I tested a bit with piping the header and the data together in a temporary file, which is working so far. But the problem with this is that the date has to be physically moved on the hard drive, which is not acceptable for big files, as writing large data to the disk is slow.
In the tFileInputDelimited-Dokumentation there is a Note:
If you want to use another row as the header row, set the Header value accordingly.

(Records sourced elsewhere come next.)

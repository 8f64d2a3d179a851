use clap::Parser;
use quote_cart::app::{run_quote, BatchOutcome, Shell};
use quote_cart::core::ConfigProvider;
use quote_cart::domain::ports::QuoteSink;
use quote_cart::utils::error::{ErrorSeverity, QuoteError};
use quote_cart::utils::{logger, validation::Validate};
use quote_cart::{
    CliConfig, FileQuoteSink, LocalStorage, QuoteRequestFile, RestBackend, SinkKind, Storefront,
    TomlConfig,
};

#[tokio::main]
async fn main() -> anyhow::Result<()> {
    let cli = CliConfig::parse();

    // 初始化日誌
    if cli.log_json {
        logger::init_json_logger(cli.verbose);
    } else {
        logger::init_cli_logger(cli.verbose);
    }

    tracing::info!("Starting quote-cart");
    if cli.verbose {
        tracing::debug!("CLI config: {:?}", cli);
    }

    if let Err(e) = run(cli).await {
        tracing::error!(
            "❌ quote-cart failed: {} (Category: {:?}, Severity: {:?})",
            e,
            e.category(),
            e.severity()
        );
        tracing::error!("💡 Recovery suggestion: {}", e.recovery_suggestion());

        eprintln!("❌ {}", e.user_friendly_message());
        eprintln!("💡 {}", e.recovery_suggestion());

        let exit_code = match e.severity() {
            ErrorSeverity::Low => 4,
            ErrorSeverity::Medium => 2,
            ErrorSeverity::High => 1,
            ErrorSeverity::Critical => 3,
        };
        std::process::exit(exit_code);
    }

    Ok(())
}

async fn run(cli: CliConfig) -> Result<(), QuoteError> {
    let config = cli.resolve()?;
    config.validate()?;
    tracing::info!("✅ Configuration loaded and validated successfully");
    tracing::debug!(
        "Backend: {}, sink: {:?}, output: {}",
        config.backend_url(),
        config.sink(),
        config.output_path()
    );

    let backend = RestBackend::from_config(&config)?;
    let sink = build_sink(&config, backend.clone());
    let storefront = Storefront::new(backend);

    match cli.command {
        quote_cart::config::Command::Shell => {
            let catalog = storefront.load_catalog().await;
            let mut shell = Shell::new(&storefront, sink.as_ref(), catalog);
            let stdin = tokio::io::BufReader::new(tokio::io::stdin());
            let mut stdout = std::io::stdout();
            shell.run(stdin, &mut stdout).await?;
        }
        quote_cart::config::Command::Catalog => {
            let catalog = storefront.load_catalog().await;
            print!("{}", catalog.render(&Default::default()));
        }
        quote_cart::config::Command::Quote { request, dry_run } => {
            tracing::info!("📁 Loading quote request from: {}", request);
            let request = QuoteRequestFile::from_file(&request)?;

            match run_quote(&storefront, sink.as_ref(), request, dry_run).await? {
                BatchOutcome::DryRun(quote) => {
                    println!("{}", serde_json::to_string_pretty(&quote)?);
                }
                BatchOutcome::Submitted(reference) => {
                    println!("✅ Quote request submitted successfully!");
                    println!("📁 {}", reference);
                }
            }
        }
    }

    Ok(())
}

fn build_sink(config: &TomlConfig, backend: RestBackend) -> Box<dyn QuoteSink> {
    match config.sink() {
        SinkKind::Rest => Box::new(backend),
        SinkKind::File => {
            let storage = LocalStorage::new(config.output_path().to_string());
            Box::new(FileQuoteSink::new(storage, config.output_path().to_string()))
        }
    }
}
use crate::config::toml_config::{TomlConfig, DEFAULT_CONFIG_FILE};
use crate::utils::error::{QuoteError, Result};
use clap::{Parser, Subcommand};
use std::path::Path;

#[derive(Debug, Clone, Parser)]
#[command(name = "quote-cart")]
#[command(about = "Browse the agency service catalog and build a quote request")]
pub struct CliConfig {
    /// Path to TOML configuration file
    #[arg(short, long, global = true)]
    pub config: Option<String>,

    /// Override backend.url
    #[arg(long, global = true)]
    pub backend_url: Option<String>,

    /// Override backend.anon_key
    #[arg(long, global = true)]
    pub anon_key: Option<String>,

    /// Override checkout.output_path
    #[arg(long, global = true)]
    pub output_path: Option<String>,

    #[arg(short, long, global = true, help = "Enable verbose output")]
    pub verbose: bool,

    #[arg(long, global = true, help = "Emit logs as JSON")]
    pub log_json: bool,

    #[command(subcommand)]
    pub command: Command,
}

#[derive(Debug, Clone, Subcommand)]
pub enum Command {
    /// Interactive cart session
    Shell,
    /// Print the service catalog
    Catalog,
    /// Build and submit a quote from a request file
    Quote {
        /// Path to the request TOML file
        #[arg(short, long)]
        request: String,

        /// Show the quote without submitting it
        #[arg(long)]
        dry_run: bool,
    },
}

impl CliConfig {
    /// 合併設定檔與命令列覆蓋
    pub fn resolve(&self) -> Result<TomlConfig> {
        let mut config = match &self.config {
            Some(path) => {
                tracing::info!("📁 Loading configuration from: {}", path);
                TomlConfig::from_file(path)?
            }
            None if Path::new(DEFAULT_CONFIG_FILE).exists() => {
                tracing::info!("📁 Loading configuration from: {}", DEFAULT_CONFIG_FILE);
                TomlConfig::from_file(DEFAULT_CONFIG_FILE)?
            }
            None => {
                let url = self
                    .backend_url
                    .clone()
                    .ok_or_else(|| QuoteError::MissingConfigError {
                        field: "backend.url (pass --config or --backend-url)".to_string(),
                    })?;
                TomlConfig::with_backend(url)
            }
        };

        if let Some(url) = &self.backend_url {
            config.backend.url = url.clone();
            tracing::info!("🔧 backend.url overridden to: {}", url);
        }
        if let Some(key) = &self.anon_key {
            config.backend.anon_key = Some(key.clone());
        }
        if let Some(path) = &self.output_path {
            config.checkout.output_path = Some(path.clone());
            tracing::info!("🔧 checkout.output_path overridden to: {}", path);
        }

        Ok(config)
    }
}
use crate::core::cart::CartStore;
use crate::core::overlay::Overlay;
use crate::domain::model::{CartItem, CartItemId, ContactDetails, QuoteRequest, Service};
use crate::domain::ports::QuoteSink;
use crate::utils::error::{QuoteError, Result};
use crate::utils::validation::{validate_email, validate_non_empty};

/// 一個瀏覽階段：購物車和浮層狀態的唯一擁有者。
///
/// Front ends hold a `Session` and go through its methods; there is no shared
/// global cart.
#[derive(Debug, Default)]
pub struct Session {
    cart: CartStore,
    overlay: Overlay,
}

impl Session {
    pub fn new() -> Self {
        Self::default()
    }

    pub fn cart(&self) -> &CartStore {
        &self.cart
    }

    pub fn overlay(&self) -> Overlay {
        self.overlay
    }

    pub fn cart_count(&self) -> usize {
        self.cart.cart_count()
    }

    pub fn add_to_cart(&mut self, service: Service) -> bool {
        self.cart.add_to_cart(service)
    }

    pub fn remove_from_cart(&mut self, item_id: CartItemId) -> Option<CartItem> {
        self.cart.remove_from_cart(item_id)
    }

    pub fn update_cart_item_notes(&mut self, item_id: CartItemId, text: impl Into<String>) -> bool {
        self.cart.update_cart_item_notes(item_id, text)
    }

    pub fn open_cart(&mut self) -> bool {
        self.overlay.open_cart()
    }

    pub fn close_cart(&mut self) -> bool {
        self.overlay.close_cart()
    }

    pub fn close_checkout(&mut self) -> bool {
        self.overlay.close_checkout()
    }

    /// 從購物車進入結帳。購物車為空時不會轉換（抽屜不顯示結帳按鈕）。
    ///
    /// Returns a snapshot of the items handed to checkout.
    pub fn initiate_checkout(&mut self) -> Option<Vec<CartItem>> {
        if self.cart.is_empty() {
            tracing::debug!("Checkout requested with an empty cart, ignoring");
            return None;
        }
        if !self.overlay.initiate_checkout() {
            return None;
        }

        tracing::info!("Checkout started with {} item(s)", self.cart.cart_count());
        Some(self.cart.items().to_vec())
    }

    /// Builds the quote request from the current cart. Only valid while the
    /// checkout surface is open.
    pub fn prepare_quote(&self, contact: ContactDetails) -> Result<QuoteRequest> {
        if !self.overlay.is_checkout_open() {
            return Err(QuoteError::CheckoutError {
                message: "checkout is not open".to_string(),
            });
        }
        if self.cart.is_empty() {
            return Err(QuoteError::CheckoutError {
                message: "the cart is empty".to_string(),
            });
        }

        validate_non_empty("name", &contact.name)?;
        validate_email("email", &contact.email)?;

        let contact = ContactDetails {
            name: contact.name.trim().to_string(),
            email: contact.email.trim().to_string(),
            company: contact
                .company
                .map(|c| c.trim().to_string())
                .filter(|c| !c.is_empty()),
            message: contact.message.filter(|m| !m.trim().is_empty()),
        };

        Ok(QuoteRequest::new(contact, self.cart.items()))
    }

    /// 送出報價。成功後清空購物車並關閉浮層；失敗時狀態不變。
    pub async fn submit<S: QuoteSink + ?Sized>(
        &mut self,
        contact: ContactDetails,
        sink: &S,
    ) -> Result<String> {
        let request = self.prepare_quote(contact)?;
        let reference = sink.submit(&request).await?;

        tracing::info!(
            "Quote with {} item(s) submitted: {}",
            request.items.len(),
            reference
        );
        self.cart.clear();
        self.overlay.close_checkout();
        Ok(reference)
    }
}
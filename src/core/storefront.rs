use crate::core::catalog::Catalog;
use crate::domain::model::{BlogPost, PortfolioItem};
use crate::domain::ports::ContentProvider;
use crate::utils::error::Result;

pub const HOME_BLOG_LIMIT: usize = 3;

/// 讀取遠端內容。失敗時只記錄日誌並回傳空結果，不重試。
pub struct Storefront<P: ContentProvider> {
    provider: P,
}

#[derive(Debug, Clone, Default)]
pub struct StorefrontContent {
    pub catalog: Catalog,
    pub blog_posts: Vec<BlogPost>,
    pub portfolio_items: Vec<PortfolioItem>,
}

impl<P: ContentProvider> Storefront<P> {
    pub fn new(provider: P) -> Self {
        Self { provider }
    }

    pub async fn load_catalog(&self) -> Catalog {
        let services = or_empty("services", self.provider.services().await);
        tracing::info!("Loaded {} active service(s)", services.len());
        Catalog::new(services)
    }

    pub async fn load_blog_posts(&self) -> Vec<BlogPost> {
        or_empty("blog posts", self.provider.blog_posts(HOME_BLOG_LIMIT).await)
    }

    pub async fn load_portfolio(&self) -> Vec<PortfolioItem> {
        or_empty("portfolio", self.provider.portfolio_items().await)
    }

    /// 作品集頁面用的完整清單
    pub async fn load_full_portfolio(&self) -> Vec<PortfolioItem> {
        let items = or_empty("portfolio", self.provider.all_portfolio_items().await);
        tracing::info!("Loaded {} portfolio item(s)", items.len());
        items
    }

    /// 三個來源彼此獨立，同時發出
    pub async fn load_all(&self) -> StorefrontContent {
        let (catalog, blog_posts, portfolio_items) = tokio::join!(
            self.load_catalog(),
            self.load_blog_posts(),
            self.load_portfolio()
        );

        StorefrontContent {
            catalog,
            blog_posts,
            portfolio_items,
        }
    }
}

fn or_empty<T>(what: &str, result: Result<Vec<T>>) -> Vec<T> {
    match result {
        Ok(records) => records,
        Err(e) => {
            tracing::error!("❌ Error loading {}: {}", what, e);
            tracing::warn!("💡 {}", e.recovery_suggestion());
            Vec::new()
        }
    }
}
use std::fmt;

/// 目前顯示的浮層。購物車和結帳畫面互斥，由單一列舉值保證。
#[derive(Debug, Clone, Copy, PartialEq, Eq, Default)]
pub enum Overlay {
    #[default]
    Closed,
    CartOpen,
    CheckoutOpen,
}

impl Overlay {
    pub fn is_cart_open(self) -> bool {
        self == Overlay::CartOpen
    }

    pub fn is_checkout_open(self) -> bool {
        self == Overlay::CheckoutOpen
    }

    /// Closed / CheckoutOpen -> CartOpen. Returns whether the state changed.
    pub fn open_cart(&mut self) -> bool {
        self.transition(Overlay::CartOpen, |s| {
            matches!(s, Overlay::Closed | Overlay::CheckoutOpen)
        })
    }

    /// CartOpen -> Closed.
    pub fn close_cart(&mut self) -> bool {
        self.transition(Overlay::Closed, Overlay::is_cart_open)
    }

    /// CartOpen -> CheckoutOpen. The cart is closed by the same step.
    pub fn initiate_checkout(&mut self) -> bool {
        self.transition(Overlay::CheckoutOpen, Overlay::is_cart_open)
    }

    /// CheckoutOpen -> Closed.
    pub fn close_checkout(&mut self) -> bool {
        self.transition(Overlay::Closed, Overlay::is_checkout_open)
    }

    fn transition(&mut self, to: Overlay, allowed: impl Fn(Overlay) -> bool) -> bool {
        let from = *self;
        if !allowed(from) {
            tracing::debug!("Ignoring overlay transition {} -> {}", from, to);
            return false;
        }
        *self = to;
        tracing::debug!("Overlay {} -> {}", from, to);
        true
    }
}

impl fmt::Display for Overlay {
    fn fmt(&self, f: &mut fmt::Formatter<'_>) -> fmt::Result {
        let name = match self {
            Overlay::Closed => "closed",
            Overlay::CartOpen => "cart",
            Overlay::CheckoutOpen => "checkout",
        };
        f.write_str(name)
    }
}
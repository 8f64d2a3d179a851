use crate::domain::model::{CartItem, CartItemId, Service};
use std::collections::HashSet;

/// 目前選取服務的唯一來源
///
/// 寫入只能透過下面幾個方法；找不到的 id 一律當作 no-op，不回錯誤。
#[derive(Debug, Clone, Default)]
pub struct CartStore {
    items: Vec<CartItem>,
}

impl CartStore {
    pub fn new() -> Self {
        Self::default()
    }

    /// 同一個 service id 只會有一筆；重複加入時不做任何事。
    /// 回傳是否真的新增了一筆。
    pub fn add_to_cart(&mut self, service: Service) -> bool {
        if self.contains_service(&service.id) {
            tracing::debug!("Service {} already in cart, ignoring", service.id);
            return false;
        }

        tracing::debug!("Adding service {} ({}) to cart", service.id, service.name);
        self.items.push(CartItem::new(service));
        true
    }

    pub fn remove_from_cart(&mut self, item_id: CartItemId) -> Option<CartItem> {
        let index = self.items.iter().position(|item| item.id == item_id)?;
        let removed = self.items.remove(index);
        tracing::debug!("Removed cart item {} ({})", item_id, removed.service.name);
        Some(removed)
    }

    pub fn update_cart_item_notes(&mut self, item_id: CartItemId, text: impl Into<String>) -> bool {
        match self.items.iter_mut().find(|item| item.id == item_id) {
            Some(item) => {
                item.notes = text.into();
                true
            }
            None => false,
        }
    }

    pub fn cart_count(&self) -> usize {
        self.items.len()
    }

    pub fn is_empty(&self) -> bool {
        self.items.is_empty()
    }

    pub fn items(&self) -> &[CartItem] {
        &self.items
    }

    pub fn get(&self, item_id: CartItemId) -> Option<&CartItem> {
        self.items.iter().find(|item| item.id == item_id)
    }

    pub fn contains_service(&self, service_id: &str) -> bool {
        self.items.iter().any(|item| item.service.id == service_id)
    }

    pub fn added_service_ids(&self) -> HashSet<&str> {
        self.items
            .iter()
            .map(|item| item.service.id.as_str())
            .collect()
    }

    pub fn clear(&mut self) {
        self.items.clear();
    }
}

#[cfg(test)]
pub(crate) mod tests {
    use super::*;

    pub(crate) fn service(id: &str, category: &str) -> Service {
        Service {
            id: id.to_string(),
            name: format!("Service {}", id),
            category: category.to_string(),
            description: String::new(),
            detailed_description: String::new(),
            features: vec![],
            benefits: vec![],
            use_cases: vec![],
            is_active: true,
        }
    }

    #[test]
    fn test_distinct_adds_are_counted() {
        let mut cart = CartStore::new();
        for id in ["a", "b", "c", "d"] {
            assert!(cart.add_to_cart(service(id, "creative")));
        }
        assert_eq!(cart.cart_count(), 4);
        assert_eq!(cart.cart_count(), cart.items().len());
    }

    #[test]
    fn test_duplicate_add_is_idempotent() {
        let mut cart = CartStore::new();
        assert!(cart.add_to_cart(service("a", "creative")));
        assert!(!cart.add_to_cart(service("a", "creative")));
        assert_eq!(cart.cart_count(), 1);
    }

    #[test]
    fn test_new_items_start_with_empty_notes() {
        let mut cart = CartStore::new();
        cart.add_to_cart(service("a", "creative"));
        assert_eq!(cart.items()[0].notes, "");
    }

    #[test]
    fn test_double_remove_is_noop() {
        let mut cart = CartStore::new();
        cart.add_to_cart(service("a", "creative"));
        let id = cart.items()[0].id;

        assert!(cart.remove_from_cart(id).is_some());
        assert!(cart.remove_from_cart(id).is_none());
        assert!(cart.is_empty());
    }

    #[test]
    fn test_update_notes_on_missing_item_leaves_cart_unchanged() {
        let mut cart = CartStore::new();
        cart.add_to_cart(service("a", "creative"));
        let before = cart.items().to_vec();

        assert!(!cart.update_cart_item_notes(CartItemId::new(), "ignored"));
        assert_eq!(cart.items(), before.as_slice());
    }

    #[test]
    fn test_add_remove_annotate_scenario() {
        let mut cart = CartStore::new();
        cart.add_to_cart(service("A", "creative"));
        cart.add_to_cart(service("B", "marketing"));
        assert_eq!(cart.cart_count(), 2);

        let a = cart.items()[0].id;
        let b = cart.items()[1].id;
        cart.remove_from_cart(a);
        assert_eq!(cart.cart_count(), 1);
        assert_eq!(cart.items()[0].service.id, "B");

        assert!(cart.update_cart_item_notes(b, "rush delivery"));
        assert_eq!(cart.get(b).unwrap().notes, "rush delivery");
    }

    #[test]
    fn test_removed_service_can_be_added_again_with_fresh_notes() {
        let mut cart = CartStore::new();
        cart.add_to_cart(service("a", "creative"));
        let first = cart.items()[0].id;
        cart.update_cart_item_notes(first, "old notes");
        cart.remove_from_cart(first);

        assert!(cart.add_to_cart(service("a", "creative")));
        let second = &cart.items()[0];
        assert_ne!(second.id, first);
        assert_eq!(second.notes, "");
    }

    #[test]
    fn test_insertion_order_is_display_order() {
        let mut cart = CartStore::new();
        for id in ["z", "a", "m"] {
            cart.add_to_cart(service(id, "creative"));
        }
        let ids: Vec<&str> = cart.items().iter().map(|i| i.service.id.as_str()).collect();
        assert_eq!(ids, vec!["z", "a", "m"]);
        assert!(cart.added_service_ids().contains("m"));
    }
}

Is it in any way possible to read the Header row from the end of the file, but using the data from the beginning?
I tested the job by appending the header to the files end and set the header field in the tFileInputDelimited to 
(Integer)globalMap.get("tFileRowCount_1_COUNT")-1

but as I expected it is not reading the header from this line, but also the data after this line. Accordingly the output file is empty with a nice header
Anonymous
Not applicable
Author

I think you will have to make a choice between recreating the file with a header in the first row, dissecting the tFile components to find a way of modifying one to allow you to retrieve the schema from the last row (this will be tricky, but certainly possible), or moving away from the dynamic schema idea.
The first option is the easiest and with today's technology there really is no requirement to reduce HD I/O. I can understand the wish to be as efficient as possible, but Talend does not support the requirement you have without a serious amount of bespoke coding.
The second option will require a serious amount of learning (of how the components are built) and coding. This will be possible, but the component creation is not documented very well at all. I have written a couple of components and it has the advantage of teaching you how Talend works under the bonnet, but it is the most frustrating process I have come across with Talend (apart from using the MDM tool, but that is another story).
The third option is probably the easiest if you really do not want to recreate the file. As I said before, you can use a fixed schema of 100 or so String columns to read your files. If you keep data on the columns in another file, would it be too much trouble to store the column order? With the column order and file name/type you can identify the columns and then process them accordingly in a tMap.
The problem you have here is that the Dynamic Schema functionality is driven by column name. Since you do not have the column name in the original file, you either have to find another way of processing the file or re-write the file with the column names. Personally I would go with creating a new version of the file as that will require the least amount of work.